During this time, he helped manage the complexities of merging with Western’s Faculty of Medicine. “There was no blueprint on how to merge the faculties, so that was a challenge,” he said. “But it was an important step in the success of the School – Dentistry became more visible, and was seen as a vital part of the university’s science community. The merger also opened up new opportunities for research collaboration with our medicine colleagues.”
Renovations and facility updates were also significant milestones during Dr. Kogon’s leadership. In the early 2000s, major facility updates were completed, including the paediatric clinic, new patient reception areas, the multifunctional clinic, some areas of the main treatment clinic, facilities for sterilization and instrument distribution, and improved student infrastructure. The expansion of the Dental Sciences Building also enabled room to build a designated research area on the Lower Ground (LG) Floor.
“I’m very proud of the decisions we made to invest in these projects,” said Dr. Kogon. “The result is that we have well-designed and attractive spaces for students and faculty.”
More recently, Dr. Kogon promtoed and oversaw the construction of a new preclinical Simulation Laboratory. This new facility on the Lower Lower Ground (LLG) Floor is a sophisticated training space equipped with the latest teaching and dental technology.
"This project was done at a significant time in the School's history," said Dr. Kogon. "It put our School again at the forefront of preclinical dental education."
In addition to his strengths in education and administration, Dr. Kogon is also an expert in forensic dentistry, and has worked with Ontario’s Coroner’s Office, Ontario Forensic Pathology Service and police agencies since 1970.
His work in this area has been carried out on an international scale. In 1998, he assisted in the Swiss Air disaster identification process in Nova Scotia. In 2004, he was sent by the Canadian government to assist in the identification of the tsunami victims in Thailand.
Dr. Kogon is also a co-developer of a computerized aid to dental identification, DIP3W, which is in active use in Ontario and whose logic is incorporated in the RCMP nation-wide identification system.
“Helping families, giving them a sense of relief and understanding about what happened to their loved ones, is important, and I’m immensely proud of that work,” he said. “It’s quite meaningful to me to be able to make these contributions to the citizens of Ontario.”
Reflecting on his award-winning career and contributions to dental education, Dr. Kogon believes that, even with the advances in technology, the spirit of teaching hasn't changed in his 51 years at the School. “Good teaching by dedicated teachers at the chair and in the classroom – that is still the fundamental piece,” he said.

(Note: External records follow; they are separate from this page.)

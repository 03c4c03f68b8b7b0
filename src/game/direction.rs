/// Heading of the snake, one of the four cardinal directions
#[derive(Debug, Clone, Copy, PartialEq, Eq, Hash)]
pub enum Direction {
    Up,
    Down,
    Left,
    Right,
}

impl Direction {
    pub const ALL: [Direction; 4] = [
        Direction::Up,
        Direction::Down,
        Direction::Left,
        Direction::Right,
    ];

    /// Returns true if turning from self to other would be a 180-degree turn
    pub fn is_opposite(&self, other: Direction) -> bool {
        self.opposite() == other
    }

    pub fn opposite(&self) -> Direction {
        match self {
            Direction::Up => Direction::Down,
            Direction::Down => Direction::Up,
            Direction::Left => Direction::Right,
            Direction::Right => Direction::Left,
        }
    }

    /// Returns the delta (dx, dy) for moving in this direction
    pub fn delta(&self) -> (i32, i32) {
        match self {
            Direction::Up => (0, -1),
            Direction::Down => (0, 1),
            Direction::Left => (-1, 0),
            Direction::Right => (1, 0),
        }
    }
}

#[cfg(test)]
mod tests {
    use super::*;

    #[test]
    fn test_opposite_directions() {
        assert!(Direction::Up.is_opposite(Direction::Down));
        assert!(Direction::Down.is_opposite(Direction::Up));
        assert!(Direction::Left.is_opposite(Direction::Right));
        assert!(Direction::Right.is_opposite(Direction::Left));

        assert!(!Direction::Up.is_opposite(Direction::Left));
        assert!(!Direction::Up.is_opposite(Direction::Right));
        assert!(!Direction::Up.is_opposite(Direction::Up));
    }

    #[test]
    fn test_direction_delta() {
        assert_eq!(Direction::Up.delta(), (0, -1));
        assert_eq!(Direction::Down.delta(), (0, 1));
        assert_eq!(Direction::Left.delta(), (-1, 0));
        assert_eq!(Direction::Right.delta(), (1, 0));
    }

    #[test]
    fn test_opposite_deltas_cancel() {
        for direction in Direction::ALL {
            let (dx, dy) = direction.delta();
            let (ox, oy) = direction.opposite().delta();
            assert_eq!((dx + ox, dy + oy), (0, 0));
        }
    }
}
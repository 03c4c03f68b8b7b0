use serde::{Deserialize, Serialize};
use std::path::{Path, PathBuf};
use std::time::Duration;
use thiserror::Error;

/// Smallest grid that still leaves room for fruit next to a fresh snake
pub const MIN_GRID_SIZE: usize = 2;
/// Largest grid the terminal renderer is expected to draw
pub const MAX_GRID_SIZE: usize = 200;

/// Errors raised while loading or validating a [`GameConfig`]
#[derive(Debug, Error)]
pub enum ConfigError {
    #[error("failed to read config file {path}")]
    Io {
        path: PathBuf,
        #[source]
        source: std::io::Error,
    },

    #[error("failed to parse config: {0}")]
    Parse(#[from] toml::de::Error),

    #[error("grid size must be between {} and {}, got {}", MIN_GRID_SIZE, MAX_GRID_SIZE, .0)]
    InvalidGridSize(usize),

    #[error("tick interval must be greater than zero")]
    InvalidTickInterval,
}

/// Configuration for the game
#[derive(Debug, Clone, PartialEq, Eq, Serialize, Deserialize)]
#[serde(default)]
pub struct GameConfig {
    /// Cells per side of the square grid
    pub grid_size: usize,
    /// Milliseconds between ticks
    pub tick_interval_ms: u64,
    /// Fixed seed for fruit placement; entropy when unset
    pub seed: Option<u64>,
}

impl Default for GameConfig {
    fn default() -> Self {
        Self {
            grid_size: 25,
            tick_interval_ms: 120,
            seed: None,
        }
    }
}

impl GameConfig {
    /// Create a new configuration with custom grid size
    pub fn new(grid_size: usize) -> Self {
        Self {
            grid_size,
            ..Default::default()
        }
    }

    /// Parse a TOML document; missing keys fall back to defaults
    pub fn from_toml_str(content: &str) -> Result<Self, ConfigError> {
        let config: Self = toml::from_str(content)?;
        config.validate()?;
        Ok(config)
    }

    pub fn from_toml_file(path: impl AsRef<Path>) -> Result<Self, ConfigError> {
        let path = path.as_ref();
        let content = std::fs::read_to_string(path).map_err(|source| ConfigError::Io {
            path: path.to_path_buf(),
            source,
        })?;
        Self::from_toml_str(&content)
    }

    pub fn validate(&self) -> Result<(), ConfigError> {
        if !(MIN_GRID_SIZE..=MAX_GRID_SIZE).contains(&self.grid_size) {
            return Err(ConfigError::InvalidGridSize(self.grid_size));
        }
        if self.tick_interval_ms == 0 {
            return Err(ConfigError::InvalidTickInterval);
        }
        Ok(())
    }

    pub fn tick_interval(&self) -> Duration {
        Duration::from_millis(self.tick_interval_ms)
    }
}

This view is affirmed when he connects with former students. “I’m always delighted when I meet a dentist who graduated from the School and they remember me – that they take the time to say hello and share their memories is enormously pleasing,” he said. “It makes this whole transit of time even more satisfying and worthwhile.”
“I look at my career with a degree of satisfaction,” he added with a smile. “I’ve been able to survive it all and make, what I think are, useful contributions to science, education and administration."